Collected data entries
■ ■ ■ ■ ■

//! First-match rule dispatcher.
//!
//! A small, schema-agnostic utility for post-processing items (typically
//! resolved nodes). Every run executes all pre-hooks in registration order,
//! then tests rules in registration order and fires only the first rule whose
//! predicate holds.
//!
//! ```text
//! run(item):
//!   hook 0 .. hook n          always, in order
//!   rule 0? ─no─▶ rule 1? ─yes─▶ action 1   (rules 2.. never tested)
//! ```

/// Runs before any rule predicate.
pub type HookFn<T, C> = Box<dyn Fn(&T, &mut C) + Send + Sync>;

/// Decides whether a rule applies.
pub type PredicateFn<T, C> = Box<dyn Fn(&T, &C) -> bool + Send + Sync>;

/// Work done by the rule that matched.
pub type ActionFn<T, C> = Box<dyn Fn(&T, &mut C) + Send + Sync>;

struct Rule<T, C> {
    predicate: PredicateFn<T, C>,
    action: ActionFn<T, C>,
}

/// Pre-hooks and first-match rules over items of type `T`, sharing a
/// context `C` across runs.
pub struct Dispatcher<T, C> {
    context: C,
    hooks: Vec<HookFn<T, C>>,
    rules: Vec<Rule<T, C>>,
}

impl<T, C: Default> Default for Dispatcher<T, C> {
    fn default() -> Self {
        Self::new(C::default())
    }
}

impl<T, C> Dispatcher<T, C> {
    pub fn new(context: C) -> Self {
        Self {
            context,
            hooks: Vec::new(),
            rules: Vec::new(),
        }
    }

    /// Register a hook that runs on every item before rules are tested.
    pub fn register_pre_hook(&mut self, hook: impl Fn(&T, &mut C) + Send + Sync + 'static) {
        self.hooks.push(Box::new(hook));
    }

    /// Register a rule; earlier rules take precedence.
    pub fn register_rule(
        &mut self,
        predicate: impl Fn(&T, &C) -> bool + Send + Sync + 'static,
        action: impl Fn(&T, &mut C) + Send + Sync + 'static,
    ) {
        self.rules.push(Rule {
            predicate: Box::new(predicate),
            action: Box::new(action),
        });
    }

    /// Dispatch one item. Returns the index of the rule that fired.
    pub fn run(&mut self, item: &T) -> Option<usize> {
        for hook in &self.hooks {
            hook(item, &mut self.context);
        }

        let index = self
            .rules
            .iter()
            .position(|rule| (rule.predicate)(item, &self.context))?;
        (self.rules[index].action)(item, &mut self.context);
        tracing::trace!("rule {} fired", index);
        Some(index)
    }

    /// Dispatch every item in order, returning the fired rule per item.
    pub fn run_all<'a>(&mut self, items: impl IntoIterator<Item = &'a T>) -> Vec<Option<usize>>
    where
        T: 'a,
    {
        items.into_iter().map(|item| self.run(item)).collect()
    }

    pub fn context(&self) -> &C {
        &self.context
    }

    pub fn context_mut(&mut self) -> &mut C {
        &mut self.context
    }

    pub fn into_context(self) -> C {
        self.context
    }

    pub fn hook_count(&self) -> usize {
        self.hooks.len()
    }

    pub fn rule_count(&self) -> usize {
        self.rules.len()
    }
}

impl<T, C: std::fmt::Debug> std::fmt::Debug for Dispatcher<T, C> {
    fn fmt(&self, f: &mut std::fmt::Formatter<'_>) -> std::fmt::Result {
        f.debug_struct("Dispatcher")
            .field("context", &self.context)
            .field("hooks", &self.hooks.len())
            .field("rules", &self.rules.len())
            .finish()
    }
}
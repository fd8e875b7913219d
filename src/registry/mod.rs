//! Type registry: named templates used during instantiation.
//!
//! A registry maps type names to template nodes. A name may be known without
//! a definition (built-in scalars, HTTP method names); such names resolve as
//! plain scalars and only serve to make the statement matcher recognise them.
//!
//! Templates are grafted into the registry's own [`Tree`], so a registry is
//! self-contained and can be shared read-only across threads once built.

use std::sync::LazyLock;

use rustc_hash::FxHashMap;

use crate::base::array_len;
use crate::parser::{MatcherError, StatementMatcher};
use crate::resolve::{ResolveError, ResolveOptions, resolve};
use crate::tree::{Node, NodeId, Tree};

/// Built-in scalar and structural type names.
pub const BUILTIN_TYPES: &[&str] = &[
    "str", "num", "int", "float", "bool", "any", "dict", "list", "type", "enum",
];

/// HTTP method names that open API blocks.
pub static METHOD_TYPES: LazyLock<Registry> =
    LazyLock::new(|| Registry::with_names(["GET", "POST"]));

/// Name → template mapping.
#[derive(Debug, Clone, Default)]
pub struct Registry {
    templates: Tree,
    names: FxHashMap<String, Option<NodeId>>,
}

impl Registry {
    pub fn new() -> Self {
        Self::default()
    }

    /// A registry knowing `names` without definitions.
    pub fn with_names<S: Into<String>>(names: impl IntoIterator<Item = S>) -> Self {
        let mut registry = Self::new();
        registry.declare(names);
        registry
    }

    /// Built-in scalar and structural names.
    pub fn builtin() -> Self {
        Self::with_names(BUILTIN_TYPES.iter().copied())
    }

    /// Built-ins plus the API method names; the usual base for parsing.
    pub fn bootstrap() -> Self {
        Self::builtin().union(&[&*METHOD_TYPES])
    }

    /// Register names as known but undefined.
    ///
    /// A declared name never erases an existing definition.
    pub fn declare<S: Into<String>>(&mut self, names: impl IntoIterator<Item = S>) {
        for name in names {
            self.names.entry(name.into()).or_insert(None);
        }
    }

    /// Register a template copied from `source`, replacing any previous
    /// definition with the same name.
    ///
    /// A template whose value is array notation (`type Ids = [3]num`) is
    /// pre-expanded: it receives one resolved element per array slot and its
    /// value becomes `List<element>`.
    pub fn define(&mut self, source: &Tree, id: NodeId) -> Result<NodeId, ResolveError> {
        self.define_with(source, id, &ResolveOptions::default())
    }

    /// [`Self::define`] with explicit limits for array pre-expansion.
    ///
    /// The whole expansion (slots times element size) is charged against
    /// `options.max_nodes` before anything is copied; on error the registry
    /// is unchanged.
    pub fn define_with(
        &mut self,
        source: &Tree,
        id: NodeId,
        options: &ResolveOptions,
    ) -> Result<NodeId, ResolveError> {
        let (element, len) = array_len(&source[id].raw_value);
        let slots = match len {
            Some(len) => {
                let mut scratch = Tree::new();
                let element_id = scratch.alloc(Node::new(&element, "", "", ""));
                resolve(&mut scratch, element_id, self, options)?;
                let size = scratch.descendants(element_id).len();
                if len.saturating_mul(size) > options.max_nodes {
                    tracing::debug!(
                        "array alias '{}' needs {} x {} node(s), over the budget of {}",
                        source[id].name,
                        len,
                        size,
                        options.max_nodes
                    );
                    return Err(ResolveError::ExpansionLimit {
                        limit: options.max_nodes,
                    });
                }
                Some((scratch, element_id, len))
            }
            None => None,
        };

        let template = self.templates.graft(source, id);
        if let Some((scratch, element_id, len)) = slots {
            for _ in 0..len {
                let copy = self.templates.graft(&scratch, element_id);
                self.templates.push_item(template, copy);
            }
            self.templates.project(template);
            self.templates[template].raw_value = format!("List<{}>", element.trim());
        }

        let name = self.templates[template].name.clone();
        tracing::debug!(
            "registered type '{}' ({} members)",
            name,
            self.templates[template].children.len() + self.templates[template].items.len()
        );
        self.names.insert(name, Some(template));
        Ok(template)
    }

    pub fn has(&self, name: &str) -> bool {
        self.names.contains_key(name)
    }

    /// The template registered under `name`, if it has a definition.
    pub fn get(&self, name: &str) -> Option<&Node> {
        self.lookup(name).map(|id| &self.templates[id])
    }

    /// Id of the template registered under `name` inside [`Self::templates`].
    pub fn lookup(&self, name: &str) -> Option<NodeId> {
        self.names.get(name).copied().flatten()
    }

    /// The arena holding every template and its members.
    pub fn templates(&self) -> &Tree {
        &self.templates
    }

    pub fn names(&self) -> impl Iterator<Item = &str> {
        self.names.keys().map(String::as_str)
    }

    /// Names that carry a definition.
    pub fn defined_names(&self) -> impl Iterator<Item = &str> {
        self.names
            .iter()
            .filter(|(_, def)| def.is_some())
            .map(|(name, _)| name.as_str())
    }

    pub fn len(&self) -> usize {
        self.names.len()
    }

    pub fn is_empty(&self) -> bool {
        self.names.is_empty()
    }

    /// Merge this registry with `others` into a new registry.
    ///
    /// Entries are applied in order (`self` first); a later definition
    /// replaces an earlier one with the same name, while a later declared-only
    /// name leaves an earlier definition in place.
    pub fn union(&self, others: &[&Registry]) -> Registry {
        let mut merged = Registry::new();
        for registry in std::iter::once(self).chain(others.iter().copied()) {
            for (name, def) in &registry.names {
                match def {
                    Some(id) => {
                        let template = merged.templates.graft(&registry.templates, *id);
                        merged.names.insert(name.clone(), Some(template));
                    }
                    None => merged.declare([name.clone()]),
                }
            }
        }
        merged
    }

    /// The statement pattern recognising this registry's names as types.
    pub fn to_matcher_pattern(&self) -> String {
        StatementMatcher::pattern(self.names())
    }

    /// Compile a matcher over the current name set.
    ///
    /// The matcher does not follow later changes to the registry.
    pub fn matcher(&self) -> Result<StatementMatcher, MatcherError> {
        StatementMatcher::new(self.names())
    }
}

■ ■ ■ ■ ■

Beginning at the first line of the records, retype exactly every line up to and including the one with "any rule predicate.".

- **Answer space**:
//! First-match rule dispatcher.
//!
//! A small, schema-agnostic utility for post-processing items (typically
//! resolved nodes). Every run executes all pre-hooks in registration order,
//! then tests rules in registration order and fires only the first rule whose
//! predicate holds.
//!
//! ```text
//! run(item):
//!   hook 0 .. hook n          always, in order
//!   rule 0? ─no─▶ rule 1? ─yes─▶ action 1   (rules 2.. never tested)
//! ```

/// Runs before any rule predicate.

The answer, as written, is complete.